Keep children’s snacks down to two per day

Health bosses hit out at the ‘grazing culture’ that is causing obesity rates to spiral among children

- By Laura Donnelly Health editor

CHILDREN should be given just two snacks of 100 calories or less a day, in a bid to tackle spiralling obesity rates.

Public Health England (PHE) is urging parents to stop the “grazing culture”, after research found half of children’s sugar intake is from snacking. The average child eats three snacks a day and as a result one in three is overweight or obese by the time they are 11, the NHS data shows.

Dr Alison Tedstone, chief nutritioni­st at PHE, said “the erosion of meal times” meant children were snacking throughout the day. Each year, children get through 400 biscuits, 120 cakes, buns and pastries, around 100 portions of sweets and nearly 70 chocolate bars and ice creams, washed down with around 150 drinks, including fizzy pop, their findings show.

“It’s probably more than that,” Dr Tedstone added, “because often children are having things which aren’t counted as snacks, such as a bag of chips on the way home from school. It has become a grazing culture and people just don’t think about how it all adds up.”

Children eat an average of 3.4 snacks a day, the figures show.

A child could easily consume 660 calories in snacks alone – a third of the daily requiremen­t for those under 10.

PHE’S latest campaign, Change4lif­e, encourages parents to keep the daily calorie count for snacks to 100 calories and limit snacks to just two per day. Dr Tedstone recommends keeping temptation out of sight, and learning to say no to pester power.

“If you have snacks in sight, children will want them,” she said. “Ask yourself, are they really hungry or is it a habit? You don’t always have to say yes.”

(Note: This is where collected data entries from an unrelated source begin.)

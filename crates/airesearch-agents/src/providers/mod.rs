//! Concrete search and text-generation capabilities.

mod demo;
mod duckduckgo;
mod openai;

pub use demo::DemoSearch;
pub use duckduckgo::{DuckDuckGoSearch, decode_result_link, parse_results};
pub use openai::OpenAiGenerator;
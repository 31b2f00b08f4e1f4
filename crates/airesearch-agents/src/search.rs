//! Search agent: turns a topic into a de-duplicated list of snippets.

use std::collections::HashSet;
use std::sync::Arc;

use airesearch_core::{
    AgentRole, GenerationRequest, ResearchError, SearchProvider, SearchStage, SourceSnippet,
    TextGenerator, Topic,
};
use async_trait::async_trait;
use once_cell::sync::Lazy;
use regex::Regex;
use tracing::{debug, info, instrument, warn};
use url::Url;

use crate::prompts::{QUERY_SYSTEM, query_prompt};

static LIST_MARKER: Lazy<Regex> =
    Lazy::new(|| Regex::new(r#"^\s*(?:\d+[.)]|[-*•])\s*"#).expect("invalid list marker regex"));

/// How a topic becomes search queries.
#[derive(Clone)]
pub enum QueryStrategy {
    /// Topic plus "latest developments" and "practical applications" variants.
    Templated,
    /// Ask the model for queries, falling back to the templated set.
    Generated(Arc<dyn TextGenerator>),
}

pub struct SearchAgent {
    provider: Arc<dyn SearchProvider>,
    strategy: QueryStrategy,
    queries_per_topic: usize,
}

impl SearchAgent {
    pub fn new(provider: Arc<dyn SearchProvider>, queries_per_topic: usize) -> Self {
        Self {
            provider,
            strategy: QueryStrategy::Templated,
            queries_per_topic: queries_per_topic.max(1),
        }
    }

    pub fn with_strategy(mut self, strategy: QueryStrategy) -> Self {
        self.strategy = strategy;
        self
    }

    pub fn templated_queries(topic: &Topic, count: usize) -> Vec<String> {
        [
            topic.to_string(),
            format!("{topic} latest developments"),
            format!("{topic} practical applications"),
        ]
        .into_iter()
        .take(count.max(1))
        .collect()
    }

    async fn queries(&self, topic: &Topic) -> Vec<String> {
        let generator = match &self.strategy {
            QueryStrategy::Templated => {
                return Self::templated_queries(topic, self.queries_per_topic);
            }
            QueryStrategy::Generated(generator) => generator,
        };

        let request = GenerationRequest::new(query_prompt(topic, self.queries_per_topic))
            .with_system(QUERY_SYSTEM)
            .with_temperature(0.7)
            .with_max_tokens(200);

        match generator.generate(&request).await {
            Ok(text) => {
                let queries: Vec<String> = text
                    .lines()
                    .map(|line| {
                        LIST_MARKER
                            .replace(line, "")
                            .trim()
                            .trim_matches('"')
                            .trim()
                            .to_string()
                    })
                    .filter(|line| !line.is_empty())
                    .take(self.queries_per_topic)
                    .collect();
                if queries.is_empty() {
                    warn!(%topic, "query generation returned nothing; using templated queries");
                    Self::templated_queries(topic, self.queries_per_topic)
                } else {
                    queries
                }
            }
            Err(err) => {
                warn!(%topic, error = %err, "query generation failed; using templated queries");
                Self::templated_queries(topic, self.queries_per_topic)
            }
        }
    }
}

/// Key used for URL de-duplication; `None` when there is no usable URL.
pub fn normalize_url(raw: &str) -> Option<String> {
    let trimmed = raw.trim();
    if trimmed.is_empty() {
        return None;
    }

    let normalized = match Url::parse(trimmed) {
        Ok(mut url) => {
            url.set_fragment(None);
            url.to_string()
        }
        Err(_) => trimmed.to_lowercase(),
    };
    Some(normalized.trim_end_matches('/').to_string())
}

#[async_trait]
impl SearchStage for SearchAgent {
    #[instrument(name = "agent.search", skip(self), fields(provider = self.provider.name()))]
    async fn search(
        &self,
        topic: &Topic,
        max_results: usize,
    ) -> Result<Vec<SourceSnippet>, ResearchError> {
        if max_results == 0 {
            return Err(ResearchError::InvalidInput(
                "max_results must be at least 1".to_string(),
            ));
        }

        let queries = self.queries(topic).await;
        debug!(?queries, "issuing search queries");

        let mut seen = HashSet::new();
        let mut snippets = Vec::new();
        let mut failures = Vec::new();
        let mut attempted = 0usize;

        for query in &queries {
            if snippets.len() >= max_results {
                break;
            }
            attempted += 1;

            let results = match self.provider.search(query, max_results).await {
                Ok(results) => results,
                Err(err) => {
                    warn!(%query, error = %err, "search query failed");
                    failures.push(err.to_string());
                    continue;
                }
            };

            for snippet in results {
                let Some(key) = normalize_url(&snippet.url) else {
                    continue;
                };
                if seen.insert(key) {
                    snippets.push(snippet);
                    if snippets.len() >= max_results {
                        break;
                    }
                }
            }
        }

        if attempted > 0 && failures.len() == attempted {
            return Err(ResearchError::SearchUnavailable(format!(
                "all {attempted} queries failed via {}: {}",
                self.provider.name(),
                failures.join("; ")
            )));
        }

        if snippets.is_empty() {
            return Err(ResearchError::SearchUnavailable(format!(
                "no results for '{topic}' from {} across {attempted} queries",
                self.provider.name()
            )));
        }

        info!(
            %topic,
            queries = attempted,
            failed = failures.len(),
            snippets = snippets.len(),
            "search agent gathered sources"
        );
        Ok(snippets)
    }

    fn role(&self) -> AgentRole {
        AgentRole::Search
    }
}
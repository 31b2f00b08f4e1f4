//! DuckDuckGo HTML search, scraped with `scraper`.

use std::time::Duration;

use airesearch_core::{CapabilityError, SearchProvider, SourceSnippet, normalize_whitespace};
use async_trait::async_trait;
use once_cell::sync::Lazy;
use scraper::{Html, Selector};
use tracing::{debug, instrument};
use url::Url;

const DEFAULT_ENDPOINT: &str = "https://html.duckduckgo.com/html/";
const USER_AGENT: &str = concat!("airesearch/", env!("CARGO_PKG_VERSION"));

static RESULT: Lazy<Selector> =
    Lazy::new(|| Selector::parse("div.result").expect("invalid result selector"));
static TITLE: Lazy<Selector> =
    Lazy::new(|| Selector::parse("a.result__a").expect("invalid title selector"));
static SNIPPET: Lazy<Selector> =
    Lazy::new(|| Selector::parse(".result__snippet").expect("invalid snippet selector"));

pub struct DuckDuckGoSearch {
    client: reqwest::Client,
    endpoint: String,
}

impl DuckDuckGoSearch {
    pub fn new(timeout: Duration) -> Result<Self, CapabilityError> {
        Self::with_endpoint(DEFAULT_ENDPOINT, timeout)
    }

    pub fn with_endpoint(
        endpoint: impl Into<String>,
        timeout: Duration,
    ) -> Result<Self, CapabilityError> {
        let client = reqwest::Client::builder()
            .timeout(timeout)
            .user_agent(USER_AGENT)
            .build()
            .map_err(|err| {
                CapabilityError::Unreachable(format!("failed to build http client: {err}"))
            })?;
        Ok(Self {
            client,
            endpoint: endpoint.into(),
        })
    }
}

/// Resolve DuckDuckGo redirect links (`/l/?uddg=<target>`) to their target.
pub fn decode_result_link(href: &str) -> Option<String> {
    let href = href.trim();
    if href.is_empty() {
        return None;
    }

    let absolute = if href.starts_with("//") {
        format!("https:{href}")
    } else if href.starts_with('/') {
        format!("https://duckduckgo.com{href}")
    } else {
        href.to_string()
    };
    let parsed = Url::parse(&absolute).ok()?;

    let is_redirect = parsed
        .host_str()
        .is_some_and(|host| host.ends_with("duckduckgo.com"));
    if !is_redirect {
        return Some(parsed.to_string());
    }

    parsed
        .query_pairs()
        .find(|(key, _)| key == "uddg")
        .map(|(_, target)| target.into_owned())
        .filter(|target| target.starts_with("http"))
}

/// Extract snippets from a results page, skipping ads and internal links.
pub fn parse_results(html: &str, limit: usize) -> Vec<SourceSnippet> {
    let document = Html::parse_document(html);
    let mut snippets = Vec::new();

    for element in document.select(&RESULT) {
        if snippets.len() >= limit {
            break;
        }
        if element
            .value()
            .attr("class")
            .is_some_and(|class| class.contains("result--ad"))
        {
            continue;
        }

        let Some(anchor) = element.select(&TITLE).next() else {
            continue;
        };
        let title = normalize_whitespace(&anchor.text().collect::<String>());
        let Some(url) = anchor.value().attr("href").and_then(decode_result_link) else {
            continue;
        };
        if title.is_empty() {
            continue;
        }

        let excerpt = element
            .select(&SNIPPET)
            .next()
            .map(|node| normalize_whitespace(&node.text().collect::<String>()))
            .unwrap_or_default();

        snippets.push(SourceSnippet::new(title, url, excerpt));
    }

    snippets
}

#[async_trait]
impl SearchProvider for DuckDuckGoSearch {
    fn name(&self) -> &str {
        "duckduckgo"
    }

    #[instrument(name = "search.duckduckgo", skip(self))]
    async fn search(
        &self,
        query: &str,
        limit: usize,
    ) -> Result<Vec<SourceSnippet>, CapabilityError> {
        let form = [("q", query), ("b", ""), ("kl", "wt-wt")];
        let response = self
            .client
            .post(&self.endpoint)
            .form(&form)
            .send()
            .await
            .map_err(|err| CapabilityError::Unreachable(err.to_string()))?;

        let status = response.status();
        if !status.is_success() {
            return Err(CapabilityError::Status {
                status: status.as_u16(),
                message: status
                    .canonical_reason()
                    .unwrap_or("unexpected status")
                    .to_string(),
            });
        }

        let body = response
            .text()
            .await
            .map_err(|err| CapabilityError::Malformed(err.to_string()))?;
        let snippets = parse_results(&body, limit);
        debug!(results = snippets.len(), "duckduckgo results parsed");
        Ok(snippets)
    }
}
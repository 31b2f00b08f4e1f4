//! Pulls a JSON payload out of free-form model output.

use once_cell::sync::Lazy;
use regex::Regex;
use serde::de::DeserializeOwned;

static FENCED_BLOCK: Lazy<Regex> = Lazy::new(|| {
    Regex::new(r"(?s)```(?:json|JSON)?\s*(.*?)```").expect("invalid fenced block regex")
});

/// Decode `T` from model output that may wrap the JSON in code fences or prose.
///
/// Tries, in order: the whole text, every fenced block, then the span between
/// the first `{` and the last `}`.
pub fn parse_json_payload<T: DeserializeOwned>(raw: &str) -> Result<T, String> {
    let trimmed = raw.trim();
    if trimmed.is_empty() {
        return Err("model returned an empty response".to_string());
    }

    let mut last_error = match serde_json::from_str::<T>(trimmed) {
        Ok(value) => return Ok(value),
        Err(err) => err.to_string(),
    };

    for captures in FENCED_BLOCK.captures_iter(trimmed) {
        if let Some(body) = captures.get(1) {
            match serde_json::from_str::<T>(body.as_str().trim()) {
                Ok(value) => return Ok(value),
                Err(err) => last_error = err.to_string(),
            }
        }
    }

    if let (Some(start), Some(end)) = (trimmed.find('{'), trimmed.rfind('}')) {
        if start < end {
            match serde_json::from_str::<T>(&trimmed[start..=end]) {
                Ok(value) => return Ok(value),
                Err(err) => last_error = err.to_string(),
            }
        }
    }

    Err(format!("no JSON object found in model output: {last_error}"))
}
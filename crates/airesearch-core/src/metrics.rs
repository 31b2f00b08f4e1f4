use once_cell::sync::OnceCell;
use opentelemetry::metrics::{Counter, Histogram, Meter};
use opentelemetry::{KeyValue, global};
use tracing::info;

use crate::model::AgentRole;

struct PipelineMetrics {
    stage_runs: Counter<u64>,
    stage_duration_ms: Histogram<f64>,
    pipeline_runs: Counter<u64>,
}

static METRICS: OnceCell<PipelineMetrics> = OnceCell::new();

fn handles() -> &'static PipelineMetrics {
    METRICS.get_or_init(|| {
        let meter: Meter = global::meter("airesearch.pipeline");
        PipelineMetrics {
            stage_runs: meter
                .u64_counter("stage_runs_total")
                .with_description("Stage executions by stage and status")
                .init(),
            stage_duration_ms: meter
                .f64_histogram("stage_duration_ms")
                .with_description("Stage runtime in milliseconds")
                .init(),
            pipeline_runs: meter
                .u64_counter("pipeline_runs_total")
                .with_description("Completed pipeline runs by status")
                .init(),
        }
    })
}

/// Hint to operators that OTEL metrics export can be configured externally.
pub fn init_metrics_from_env(service_name: &str) {
    if std::env::var("AIRESEARCH_OTEL_METRICS_ENDPOINT").is_ok() {
        info!(
            target = "telemetry",
            "AIRESEARCH_OTEL_METRICS_ENDPOINT detected for {service_name}. Configure an OTLP meter provider in your deployment to export pipeline metrics."
        );
    }
}

/// Record one stage execution (no-op if no provider installed).
pub fn record_stage_metrics(stage: AgentRole, status: &str, duration_ms: u64) {
    let metrics = handles();
    let attrs = [
        KeyValue::new("stage", stage.as_str()),
        KeyValue::new("status", status.to_string()),
    ];

    metrics.stage_runs.add(1, &attrs);
    metrics.stage_duration_ms.record(duration_ms as f64, &attrs);
}

/// Record the end of a pipeline run.
pub fn record_run_metrics(status: &str) {
    handles()
        .pipeline_runs
        .add(1, &[KeyValue::new("status", status.to_string())]);
}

Healthier suggestion­s for snacks and drinks while at home and on the go include fresh or tinned fruit salad, chopped vegetables and lower fat hummus, plain rice cakes, crackers, malt loaf, crumpets and Scotch pancakes. PHE said the advice applies to all snacks apart from fruit and vegetables, as children should still be encouraged to eat a variety of these to achieve the five-a-day target.

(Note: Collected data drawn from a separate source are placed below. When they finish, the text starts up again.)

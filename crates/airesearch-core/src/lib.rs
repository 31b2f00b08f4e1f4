//! Core abstractions for the AI research assistant, built on top of `graph_flow`.
//!
//! The crate defines the data exchanged between the Search, Analyzer and Report
//! stages, the stage contracts, and the [`Orchestrator`] that runs them as a
//! linear workflow. Concrete agents and providers live in `airesearch-agents`.

mod capability;
mod config;
mod error;
mod logging;
mod metrics;
mod model;
mod render;
mod reports;
mod security;
mod stages;
mod tasks;
mod telemetry;
mod text;
mod trace;
mod workflow;

pub use capability::{CapabilityError, GenerationRequest, SearchProvider, TextGenerator};
pub use config::{
    AnalysisConfig, Config, ConfigLoader, CostEstimate, LlmConfig, LoggingConfig, Mode, Profile,
    QueryStrategyKind, ReportConfig, SearchBackend, SearchConfig,
};
pub use error::{AssistantError, ResearchError};
pub use logging::{RunLogInput, RunStatus, log_run_completion, remove_run_logs, sanitize_text};
pub use metrics::{init_metrics_from_env, record_run_metrics, record_stage_metrics};
pub use model::{
    AgentRole, Finding, Report, ReportSection, RunOutcome, SourceSnippet, Topic,
    validate_findings, validate_report,
};
pub use render::{format_sources, render_markdown};
pub use reports::{save_report, topic_slug};
pub use security::{SecretValue, require_env};
pub use stages::{AnalyzeStage, ReportStage, SearchStage};
pub use tasks::{AnalyzeTask, ReportTask, SearchTask};
pub use telemetry::{TelemetryOptions, init_telemetry};
pub use text::{
    extract_key_points, extract_keywords, first_sentence, normalize_whitespace, truncate_chars,
};
pub use trace::{TraceCollector, TraceEvent, TraceStep, TraceSummary, persist_trace};
pub use workflow::{Orchestrator, PipelineSettings, RunOptions};
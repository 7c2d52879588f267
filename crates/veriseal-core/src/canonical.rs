//! Canonical JSON encoding for deterministic serialization.
//!
//! This module implements the wire canonical form:
//! - Object keys sorted lexicographically by Unicode code point
//! - Compact separators, no insignificant whitespace
//! - ASCII-only output: non-ASCII characters escaped as `\uXXXX`
//!   (surrogate pairs above the BMP)
//! - Integers in plain decimal, fractional numbers in shortest
//!   round-trip form; non-finite numbers rejected
//!
//! The canonical encoding is critical: it ensures that the same payload
//! produces identical bytes (and thus identical digests and signatures)
//! across all platforms and implementations.

use serde_json::{Map, Value};
use std::io::Write;

use crate::error::CoreError;
use crate::receipt::ReceiptHeader;

/// Maximum nesting depth accepted by the encoder.
///
/// `serde_json::Value` cannot express cycles, so a depth bound is the
/// only recursion guard needed.
pub const MAX_DEPTH: usize = 128;

/// Encode a value to canonical JSON bytes.
///
/// Pure function: equal values encode to identical bytes regardless of
/// construction or iteration order.
pub fn canonical_json_bytes(value: &Value) -> Result<Vec<u8>, CoreError> {
    let mut buf = Vec::new();
    encode_value(&mut buf, value, 0)?;
    Ok(buf)
}

/// Construct the signed message for a receipt header.
///
/// This is the canonical encoding of the four signed fields as a JSON
/// object; the signature field is excluded from its own input. Signing
/// and verification must both go through this function.
pub fn signed_message(header: &ReceiptHeader) -> Result<Vec<u8>, CoreError> {
    let mut fields = Map::new();
    fields.insert("state_hash".into(), Value::String(header.state_hash.clone()));
    fields.insert("ui_hash".into(), Value::String(header.ui_hash.clone()));
    fields.insert("timestamp".into(), Value::String(header.timestamp.clone()));
    fields.insert("nonce".into(), Value::String(header.nonce.clone()));
    canonical_json_bytes(&Value::Object(fields))
}

/// Recursively encode a JSON value.
fn encode_value(buf: &mut Vec<u8>, value: &Value, depth: usize) -> Result<(), CoreError> {
    if depth > MAX_DEPTH {
        return Err(CoreError::DepthExceeded(MAX_DEPTH));
    }

    match value {
        Value::Null => buf.extend_from_slice(b"null"),
        Value::Bool(true) => buf.extend_from_slice(b"true"),
        Value::Bool(false) => buf.extend_from_slice(b"false"),
        Value::Number(n) => encode_number(buf, n)?,
        Value::String(s) => encode_string(buf, s),
        Value::Array(items) => {
            buf.push(b'[');
            for (i, item) in items.iter().enumerate() {
                if i > 0 {
                    buf.push(b',');
                }
                encode_value(buf, item, depth + 1)?;
            }
            buf.push(b']');
        }
        Value::Object(map) => {
            encode_object_canonical(buf, map, depth)?;
        }
    }
    Ok(())
}

/// Encode a number.
///
/// Integers render in plain decimal. Fractional numbers use serde_json's
/// shortest round-trip formatting, which is the normative form here.
fn encode_number(buf: &mut Vec<u8>, n: &serde_json::Number) -> Result<(), CoreError> {
    if n.is_f64() && !n.as_f64().is_some_and(f64::is_finite) {
        return Err(CoreError::NonFiniteNumber);
    }
    buf.extend_from_slice(n.to_string().as_bytes());
    Ok(())
}

/// Encode a string with ASCII-only escaping.
fn encode_string(buf: &mut Vec<u8>, s: &str) {
    buf.push(b'"');
    for c in s.chars() {
        match c {
            '"' => buf.extend_from_slice(b"\\\""),
            '\\' => buf.extend_from_slice(b"\\\\"),
            '\u{08}' => buf.extend_from_slice(b"\\b"),
            '\t' => buf.extend_from_slice(b"\\t"),
            '\n' => buf.extend_from_slice(b"\\n"),
            '\u{0c}' => buf.extend_from_slice(b"\\f"),
            '\r' => buf.extend_from_slice(b"\\r"),
            c if (c as u32) < 0x20 => {
                let _ = write!(buf, "\\u{:04x}", c as u32);
            }
            c if c.is_ascii() => buf.push(c as u8),
            c => {
                // Non-ASCII escapes as UTF-16 code units (surrogate
                // pairs above the BMP).
                let mut units = [0u16; 2];
                for unit in c.encode_utf16(&mut units) {
                    let _ = write!(buf, "\\u{:04x}", unit);
                }
            }
        }
    }
    buf.push(b'"');
}

/// Encode an object with keys in sorted order.
///
/// UTF-8 byte order coincides with Unicode code point order, so a plain
/// byte sort of the key strings gives the canonical ordering.
fn encode_object_canonical(
    buf: &mut Vec<u8>,
    map: &Map<String, Value>,
    depth: usize,
) -> Result<(), CoreError> {
    let mut entries: Vec<(&String, &Value)> = map.iter().collect();
    entries.sort_by(|a, b| a.0.cmp(b.0));

    buf.push(b'{');
    for (i, (key, value)) in entries.iter().enumerate() {
        if i > 0 {
            buf.push(b',');
        }
        encode_string(buf, key);
        buf.push(b':');
        encode_value(buf, value, depth + 1)?;
    }
    buf.push(b'}');
    Ok(())
}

Justine Roberts, chief executive and founder of Mumsnet, said: “The volume of sugar kids are getting from snacks and sugary drinks alone is pretty mind-blowing, and it can often be difficult to distinguis­h which snacks are healthy and which aren’t.”

PHE is working with the food industry to cut 20 per cent of sugar from the products that children consume most by 2020.

Graham Macgregor, chairman of Action on Sugar, said the findings were “shocking”.

He added that the country urgently needed a stronger childhood obesity strategy, including banning promotions on foods and drinks high in fat, salt and sugar.

“It’s ludicrous that billions of pounds are being spent by food and drink manufactur­ers on such promotions and publicity which will simply outweigh the benefits of this campaign,” he said.